TASK:
Search the data below, and report every line in which "CommandService" occurs.
Segment Start: GIVEN ENTRIES
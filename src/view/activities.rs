//! Activity feed of a single session.

use parking_lot::Mutex;

use crate::api::ApiError;
use crate::core::services::{ActivityService, CommandService};
use crate::core::JulesCore;
use crate::display::{activity_details, last_activity_summary};
use crate::model::{Activity, Session};
use crate::view::request_slot::RequestSlot;

/// State behind the chat screen of one session.
///
/// Activities are kept newest first. All methods take `&self` so a front end
/// can refresh from several callbacks at once; the latest refresh wins.
pub struct ActivitiesView {
    core: JulesCore,
    session: Session,
    activities: Mutex<Vec<Activity>>,
    requests: RequestSlot,
}

impl ActivitiesView {
    pub fn new(core: JulesCore, session: Session) -> Self {
        Self {
            core,
            session,
            activities: Mutex::new(Vec::new()),
            requests: RequestSlot::new(),
        }
    }

    pub fn session(&self) -> &Session {
        &self.session
    }

    /// Heading for the feed, e.g. `Chat: Fix login`.
    pub fn title(&self) -> String {
        format!("Chat: {}", self.session.feed_title())
    }

    /// Refetch the feed. On failure the previous feed is kept.
    pub async fn refresh(&self) -> Result<(), ApiError> {
        let ticket = self.requests.begin();
        let activities = ActivityService::list_activities(&self.core, &self.session.id).await?;

        if self.requests.is_current(ticket) {
            *self.activities.lock() = activities;
        } else {
            tracing::debug!(
                session_id = %self.session.id,
                "Dropping activities from a superseded request"
            );
        }
        Ok(())
    }

    /// Current feed, newest first.
    pub fn activities(&self) -> Vec<Activity> {
        self.activities.lock().clone()
    }

    pub fn latest(&self) -> Option<Activity> {
        self.activities.lock().first().cloned()
    }

    /// Summary of the newest activity, shown when composing a reply.
    pub fn last_activity_summary(&self) -> Option<String> {
        self.latest().as_ref().and_then(last_activity_summary)
    }

    /// Copy text of the activity with this id.
    pub fn copy_text(&self, activity_id: &str) -> Option<String> {
        self.activities
            .lock()
            .iter()
            .find(|activity| activity.id == activity_id)
            .map(|activity| activity_details(activity).copy_text)
    }

    /// Send a reply, then refetch the feed.
    ///
    /// Only the send decides the result: a failed refetch has already been
    /// reported and leaves the previous feed in place.
    pub async fn send_message(&self, prompt: &str) -> Result<(), ApiError> {
        CommandService::send_message(&self.core, &self.session.id, prompt).await?;
        if let Err(err) = self.refresh().await {
            tracing::warn!(
                session_id = %self.session.id,
                error = %err,
                "Failed to refresh activities after sending a message"
            );
        }
        Ok(())
    }
}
Segment End: GIVEN ENTRIES
RESPONSE FOR THIS EXERCISE:
use crate::core::services::{ActivityService, CommandService};
        CommandService::send_message(&self.core, &self.session.id, prompt).await?;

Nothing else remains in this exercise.